Bisher habe noch in keinem Konzern der Welt das System "Doppelspitze" funktioniert (siehe auch "Doppelspitze: Begrenzt haltbar"), mäkelten Hyde und seine Kollegen. Sie "preisten" die Kosten der kommenden Grabenkämpfe sofort in ihre Prognoserechnungen ein und änderten ihre Einschätzung: 22 von 25 Brokerhäusern reduzierten das Rating, meist von "kaufen" auf "halten".


Wochen, bevor die geplante Fusion wieder platzte, hatten die Analysten die Fusionsparty bereits empfindlich gestört: Die Kurse rutschten in den Keller.

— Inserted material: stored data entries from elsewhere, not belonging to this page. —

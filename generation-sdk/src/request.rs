//! Request builder
//!
//! Turns a tool identifier and the user's field map into an immutable
//! [`GenerationRequest`] and, from that, a provider-ready two-message payload.
//! Validation happens here, before any network activity.

use std::fmt;

use serde::de::{MapAccess, Visitor};
use serde::ser::SerializeMap;
use serde::{Deserialize, Deserializer, Serialize, Serializer};

use crate::config::{ProviderConfig, MAX_RETRY_BUDGET};
use crate::error::{GenerationError, Result};
use crate::resilience::RetryPolicy;
use crate::services::provider::{ChatCompletionRequest, ChatMessage};
use crate::tools::ToolId;

/// Ordered mapping of field name to value; insertion order is prompt order.
///
/// Serializes as a JSON object whose keys keep that order.
#[derive(Debug, Clone, Default, PartialEq, Eq)]
pub struct Fields(Vec<(String, String)>);

impl Fields {
    pub fn new() -> Self {
        Self::default()
    }

    /// Insert a field, replacing the value in place if the name already exists
    pub fn insert(&mut self, name: impl Into<String>, value: impl Into<String>) {
        let name = name.into();
        let value = value.into();
        match self.0.iter_mut().find(|(existing, _)| *existing == name) {
            Some(entry) => entry.1 = value,
            None => self.0.push((name, value)),
        }
    }

    /// Builder-style insert
    pub fn with(mut self, name: impl Into<String>, value: impl Into<String>) -> Self {
        self.insert(name, value);
        self
    }

    pub fn get(&self, name: &str) -> Option<&str> {
        self.0
            .iter()
            .find(|(existing, _)| existing == name)
            .map(|(_, value)| value.as_str())
    }

    pub fn iter(&self) -> impl Iterator<Item = (&str, &str)> {
        self.0.iter().map(|(name, value)| (name.as_str(), value.as_str()))
    }

    pub fn len(&self) -> usize {
        self.0.len()
    }

    pub fn is_empty(&self) -> bool {
        self.0.is_empty()
    }
}

impl Serialize for Fields {
    fn serialize<S: Serializer>(&self, serializer: S) -> std::result::Result<S::Ok, S::Error> {
        let mut map = serializer.serialize_map(Some(self.0.len()))?;
        for (name, value) in &self.0 {
            map.serialize_entry(name, value)?;
        }
        map.end()
    }
}

struct FieldsVisitor;

impl<'de> Visitor<'de> for FieldsVisitor {
    type Value = Fields;

    fn expecting(&self, formatter: &mut fmt::Formatter) -> fmt::Result {
        formatter.write_str("a map of field names to string values")
    }

    fn visit_map<A: MapAccess<'de>>(self, mut access: A) -> std::result::Result<Fields, A::Error> {
        let mut fields = Fields(Vec::with_capacity(access.size_hint().unwrap_or(0)));
        while let Some((name, value)) = access.next_entry::<String, String>()? {
            fields.insert(name, value);
        }
        Ok(fields)
    }
}

impl<'de> Deserialize<'de> for Fields {
    fn deserialize<D: Deserializer<'de>>(deserializer: D) -> std::result::Result<Self, D::Error> {
        deserializer.deserialize_map(FieldsVisitor)
    }
}

impl<K: Into<String>, V: Into<String>> FromIterator<(K, V)> for Fields {
    fn from_iter<I: IntoIterator<Item = (K, V)>>(iter: I) -> Self {
        let mut fields = Fields::new();
        for (name, value) in iter {
            fields.insert(name, value);
        }
        fields
    }
}

/// Inbound parameters of a `generate` call
#[derive(Debug, Clone, Default, PartialEq, Serialize, Deserialize)]
pub struct GenerateParams {
    pub tool_id: String,
    #[serde(default)]
    pub fields: Fields,
    #[serde(default)]
    pub model: Option<String>,
    #[serde(default)]
    pub max_tokens: Option<u32>,
    #[serde(default)]
    pub temperature: Option<f32>,
    #[serde(default)]
    pub retry_budget: Option<u32>,
}

impl GenerateParams {
    pub fn new(tool_id: impl Into<String>) -> Self {
        Self {
            tool_id: tool_id.into(),
            ..Self::default()
        }
    }

    pub fn field(mut self, name: impl Into<String>, value: impl Into<String>) -> Self {
        self.fields.insert(name, value);
        self
    }

    pub fn model(mut self, model: impl Into<String>) -> Self {
        self.model = Some(model.into());
        self
    }

    pub fn max_tokens(mut self, max_tokens: u32) -> Self {
        self.max_tokens = Some(max_tokens);
        self
    }

    pub fn temperature(mut self, temperature: f32) -> Self {
        self.temperature = Some(temperature);
        self
    }

    pub fn retry_budget(mut self, retry_budget: u32) -> Self {
        self.retry_budget = Some(retry_budget);
        self
    }
}

/// Values used when a call leaves an optional parameter unset
#[derive(Debug, Clone, PartialEq)]
pub struct RequestDefaults {
    pub model: String,
    pub max_tokens: u32,
    pub temperature: f32,
    pub retry_budget: u32,
}

impl From<&ProviderConfig> for RequestDefaults {
    fn from(config: &ProviderConfig) -> Self {
        Self {
            model: config.default_model.clone(),
            max_tokens: config.max_tokens,
            temperature: config.temperature,
            retry_budget: config.retry_budget,
        }
    }
}

impl Default for RequestDefaults {
    fn default() -> Self {
        Self::from(&ProviderConfig::default())
    }
}

/// A validated, immutable generation request
#[derive(Debug, Clone, PartialEq)]
pub struct GenerationRequest {
    tool: ToolId,
    fields: Fields,
    model: String,
    max_tokens: u32,
    temperature: f32,
    retry_budget: u32,
}

impl GenerationRequest {
    /// Validate `params` and fill unset values from `defaults`
    pub fn build(params: GenerateParams, defaults: &RequestDefaults) -> Result<Self> {
        let tool: ToolId = params.tool_id.parse()?;

        let missing: Vec<&str> = tool
            .required_fields()
            .iter()
            .copied()
            .filter(|name| params.fields.get(name).map_or(true, |v| v.trim().is_empty()))
            .collect();

        if !missing.is_empty() {
            return Err(GenerationError::validation(format!(
                "Missing required fields for {}: {}",
                tool,
                missing.join(", ")
            )));
        }

        if let Some(budget) = params.retry_budget.filter(|b| *b > MAX_RETRY_BUDGET) {
            return Err(GenerationError::validation(format!(
                "Retry budget {} exceeds the maximum of {}",
                budget, MAX_RETRY_BUDGET
            )));
        }

        let model = params
            .model
            .filter(|m| !m.trim().is_empty())
            .unwrap_or_else(|| defaults.model.clone());

        Ok(Self {
            tool,
            fields: params.fields,
            model,
            max_tokens: params.max_tokens.unwrap_or(defaults.max_tokens),
            temperature: params.temperature.unwrap_or(defaults.temperature),
            retry_budget: params.retry_budget.unwrap_or(defaults.retry_budget),
        })
    }

    pub fn tool(&self) -> ToolId {
        self.tool
    }

    pub fn fields(&self) -> &Fields {
        &self.fields
    }

    pub fn model(&self) -> &str {
        &self.model
    }

    pub fn max_tokens(&self) -> u32 {
        self.max_tokens
    }

    pub fn temperature(&self) -> f32 {
        self.temperature
    }

    pub fn retry_budget(&self) -> u32 {
        self.retry_budget
    }

    /// The retry policy for this request: `base` with this request's budget
    pub fn retry_policy(&self, base: &RetryPolicy) -> RetryPolicy {
        base.clone().with_retry_budget(self.retry_budget)
    }

    /// User message: one `field: value` line per field, then the format instructions
    pub fn user_prompt(&self) -> String {
        let mut prompt = self
            .fields
            .iter()
            .map(|(name, value)| format!("{}: {}", name, value.trim()))
            .collect::<Vec<_>>()
            .join("\n");
        prompt.push_str("\n\n");
        prompt.push_str(self.tool.format_instructions());
        prompt
    }

    /// Provider-ready payload with the family system instruction and the user message
    pub fn payload(&self) -> ChatCompletionRequest {
        ChatCompletionRequest {
            model: self.model.clone(),
            messages: vec![
                ChatMessage::system(self.tool.family().system_instruction()),
                ChatMessage::user(self.user_prompt()),
            ],
            max_tokens: self.max_tokens,
            temperature: self.temperature,
        }
    }
}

Daraufhin brach die Deutsche-Bank-Aktie innerhalb von zwei Tagen von 92,32 auf 74,60 Euro ein. Dem vermeintlichen Übernahmeopfer erging es wenig besser. Die Dresdner-Aktie sackte von 56,10 auf 46,40 Euro (siehe Grafik).

Nicht jeder Analyst kann eine solche Verkaufslawine auslösen. Bei den Fondsmanagern finden nur die Stars der Branche Gehör. Und die arbeiten meist für Morgan Stanley, Goldman Sachs oder Merrill Lynch (siehe Ranking-Tabellen).

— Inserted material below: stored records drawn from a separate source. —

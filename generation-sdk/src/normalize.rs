//! Response normalizer
//!
//! Recovers a JSON object from completion text and coerces it into the tool's
//! schema. Recovery tries, in order: the whole text, the first fenced code
//! block, then the first balanced `{...}` span. Parse failures are final; the
//! caller falls back rather than retrying the provider.

use once_cell::sync::Lazy;
use regex::Regex;
use serde_json::Value;

use crate::error::{GenerationError, Result};
use crate::schema::ToolContent;
use crate::tools::ToolId;

static FENCED_BLOCK: Lazy<Regex> = Lazy::new(|| {
    Regex::new(r"(?s)```[ \t]*(?:json|JSON)?[ \t]*\r?\n?(.*?)```").expect("fence pattern is valid")
});

/// Which recovery step produced the object
#[derive(Debug, Clone, Copy, PartialEq, Eq)]
pub enum Extraction {
    Direct,
    Fenced,
    Braces,
}

/// Recover the first JSON object from `text`
pub fn extract_object(text: &str) -> Result<(Value, Extraction)> {
    let trimmed = text.trim();

    if let Some(value) = parse_object(trimmed) {
        return Ok((value, Extraction::Direct));
    }

    if let Some(value) = FENCED_BLOCK
        .captures_iter(trimmed)
        .filter_map(|caps| caps.get(1))
        .find_map(|interior| parse_object(interior.as_str().trim()))
    {
        return Ok((value, Extraction::Fenced));
    }

    if let Some(value) = first_balanced_object(trimmed) {
        return Ok((value, Extraction::Braces));
    }

    Err(GenerationError::parse(format!(
        "No JSON object found in response: {}",
        crate::util::log_excerpt(trimmed)
    )))
}

/// Recover and coerce the completion text for `tool`
pub fn normalize(tool: ToolId, text: &str) -> Result<ToolContent> {
    let (value, extraction) = extract_object(text)?;
    tracing::debug!(tool = %tool, ?extraction, "recovered JSON object");
    ToolContent::from_value(tool, value)
}

fn parse_object(candidate: &str) -> Option<Value> {
    serde_json::from_str::<Value>(candidate)
        .ok()
        .filter(Value::is_object)
}

/// Scan each `{` in order and parse the balanced span it opens.
///
/// Braces inside JSON string literals do not count toward nesting.
fn first_balanced_object(text: &str) -> Option<Value> {
    text.char_indices()
        .filter(|(_, c)| *c == '{')
        .find_map(|(start, _)| balanced_span(&text[start..]).and_then(parse_object))
}

fn balanced_span(text: &str) -> Option<&str> {
    let mut depth = 0usize;
    let mut in_string = false;
    let mut escaped = false;

    for (i, c) in text.char_indices() {
        if in_string {
            match c {
                _ if escaped => escaped = false,
                '\\' => escaped = true,
                '"' => in_string = false,
                _ => {}
            }
            continue;
        }

        match c {
            '"' => in_string = true,
            '{' => depth += 1,
            '}' => {
                depth = depth.checked_sub(1)?;
                if depth == 0 {
                    return Some(&text[..=i]);
                }
            }
            _ => {}
        }
    }

    None
}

Die Konzentration der Analyse auf die drei Brokergiganten ist eine unschöne Entwicklung. Sie bedroht die Meinungsvielfalt, und sie gefährdet die Existenz der kleineren Häuser.

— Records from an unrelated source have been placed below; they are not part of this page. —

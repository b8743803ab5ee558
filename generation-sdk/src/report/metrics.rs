//! Metrics collaborators and aggregation
//!
//! Each platform (traffic, ads, conversions) reports only the numbers it
//! knows. Sums cover whatever arrived; a ratio is `None` when one of its
//! inputs never arrived or its denominator is zero.

use std::collections::BTreeMap;

use async_trait::async_trait;
use chrono::{DateTime, Utc};
use serde::{Deserialize, Serialize};

/// Client account details passed to every metrics platform
#[derive(Debug, Clone, Default, PartialEq, Eq, Serialize, Deserialize)]
pub struct ClientConfig {
    pub client_id: String,
    pub client_name: String,
    /// Platform account identifiers, keyed by platform name
    #[serde(default)]
    pub accounts: BTreeMap<String, String>,
}

impl ClientConfig {
    pub fn new(client_id: impl Into<String>, client_name: impl Into<String>) -> Self {
        Self {
            client_id: client_id.into(),
            client_name: client_name.into(),
            accounts: BTreeMap::new(),
        }
    }

    pub fn with_account(mut self, platform: impl Into<String>, account: impl Into<String>) -> Self {
        self.accounts.insert(platform.into(), account.into());
        self
    }
}

/// Whatever subset of numbers one platform reported
#[derive(Debug, Clone, Default, PartialEq, Serialize, Deserialize)]
pub struct PartialMetrics {
    pub sessions: Option<u64>,
    pub users: Option<u64>,
    pub pageviews: Option<u64>,
    pub impressions: Option<u64>,
    pub clicks: Option<u64>,
    pub ad_spend: Option<f64>,
    pub conversions: Option<u64>,
    pub revenue: Option<f64>,
}

/// An external metrics platform
#[cfg_attr(test, mockall::automock)]
#[async_trait]
pub trait MetricsSource: Send + Sync {
    /// Platform name used in the report and logs
    fn name(&self) -> &'static str;

    /// Metrics for `client` between `start` and `end`
    async fn fetch_metrics(
        &self,
        client: &ClientConfig,
        start: DateTime<Utc>,
        end: DateTime<Utc>,
    ) -> anyhow::Result<PartialMetrics>;
}

/// Sums and ratios over every platform that answered
#[derive(Debug, Clone, Default, PartialEq, Serialize, Deserialize)]
pub struct AggregateMetrics {
    pub sessions: Option<u64>,
    pub users: Option<u64>,
    pub pageviews: Option<u64>,
    pub impressions: Option<u64>,
    pub clicks: Option<u64>,
    pub ad_spend: Option<f64>,
    pub conversions: Option<u64>,
    pub revenue: Option<f64>,
    /// clicks / impressions
    pub ctr: Option<f64>,
    /// ad_spend / conversions
    pub cost_per_conversion: Option<f64>,
    /// revenue / ad_spend
    pub roas: Option<f64>,
    /// conversions / sessions
    pub conversion_rate: Option<f64>,
}

fn merge<T>(total: Option<T>, next: Option<T>, add: impl Fn(T, T) -> T) -> Option<T> {
    match (total, next) {
        (Some(a), Some(b)) => Some(add(a, b)),
        (a, None) => a,
        (None, b) => b,
    }
}

fn ratio(numerator: Option<f64>, denominator: Option<f64>) -> Option<f64> {
    match (numerator, denominator) {
        (Some(n), Some(d)) if d > 0.0 => Some(((n / d) * 10_000.0).round() / 10_000.0),
        _ => None,
    }
}

impl AggregateMetrics {
    pub fn from_partials<'a>(parts: impl IntoIterator<Item = &'a PartialMetrics>) -> Self {
        let mut agg = Self::default();

        for part in parts {
            agg.sessions = merge(agg.sessions, part.sessions, u64::saturating_add);
            agg.users = merge(agg.users, part.users, u64::saturating_add);
            agg.pageviews = merge(agg.pageviews, part.pageviews, u64::saturating_add);
            agg.impressions = merge(agg.impressions, part.impressions, u64::saturating_add);
            agg.clicks = merge(agg.clicks, part.clicks, u64::saturating_add);
            agg.ad_spend = merge(agg.ad_spend, part.ad_spend, |a, b| a + b);
            agg.conversions = merge(agg.conversions, part.conversions, u64::saturating_add);
            agg.revenue = merge(agg.revenue, part.revenue, |a, b| a + b);
        }

        let as_f64 = |v: Option<u64>| v.map(|n| n as f64);
        agg.ctr = ratio(as_f64(agg.clicks), as_f64(agg.impressions));
        agg.cost_per_conversion = ratio(agg.ad_spend, as_f64(agg.conversions));
        agg.roas = ratio(agg.revenue, agg.ad_spend);
        agg.conversion_rate = ratio(as_f64(agg.conversions), as_f64(agg.sessions));
        agg
    }

    /// `(name, rendered value)` pairs in a fixed order; missing values render as `unavailable`
    pub fn rendered(&self) -> Vec<(&'static str, String)> {
        fn count(v: Option<u64>) -> String {
            v.map_or_else(|| "unavailable".to_string(), |n| n.to_string())
        }
        fn money(v: Option<f64>) -> String {
            v.map_or_else(|| "unavailable".to_string(), |n| format!("{:.2}", n))
        }
        fn percent(v: Option<f64>) -> String {
            v.map_or_else(|| "unavailable".to_string(), |n| format!("{:.2}%", n * 100.0))
        }
        fn multiple(v: Option<f64>) -> String {
            v.map_or_else(|| "unavailable".to_string(), |n| format!("{:.2}x", n))
        }

        vec![
            ("sessions", count(self.sessions)),
            ("users", count(self.users)),
            ("pageviews", count(self.pageviews)),
            ("impressions", count(self.impressions)),
            ("clicks", count(self.clicks)),
            ("ad_spend", money(self.ad_spend)),
            ("conversions", count(self.conversions)),
            ("revenue", money(self.revenue)),
            ("ctr", percent(self.ctr)),
            ("cost_per_conversion", money(self.cost_per_conversion)),
            ("roas", multiple(self.roas)),
            ("conversion_rate", percent(self.conversion_rate)),
        ]
    }
}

Die Londoner Consultingfirma Tempest, an der die Familie Hoffmann (Hoffmann-LaRoche) beteiligt ist, prognostiziert bereits eine deutliche Konsolidierung der Analyse-industrie. "Wer in den Top Drei ist, macht das große Geschäft. Die anderen müssen kämpfen", sagt Tempest-Direktor Mike Cowling.

Der frühere Fondsmanager Cowling und seine Kollegen untersuchen regelmäßig die Qualität der Brokerhäuser und ihrer Analysten. Die Interviews und Umfragen bei den 350 größten börsennotierten Konzernen Europas, bei mehr als 100 Fondsfirmen und dutzenden von Brokern zeichnen ein Bild der Analystenzunft, wie es niemand anders bietet.

Das Tempest-Ranking gilt als eine Art Bibel des Gewerbes. Wer hier erwähnt ist, der macht Gehaltssprünge und wird von Konzernvorständen feierlich empfangen.

Cowlings Erkenntnisse zeigen eine bedenkliche Entwicklung der Analysebranche: Die Unabhängigkeit ist durch die Konzentration bedroht.

Morgan Stanley, Goldman Sachs und Merrill Lynch haben ihren Marktanteil im Handel und die Qualität der Analyse erheblich ausgebaut. "Research will become king" ­ also: Die Qualität der Analysten wird zum wichtigsten Wettbewerbsfaktor der Broker. Und da können die kleineren Häuser nicht mehr mithalten.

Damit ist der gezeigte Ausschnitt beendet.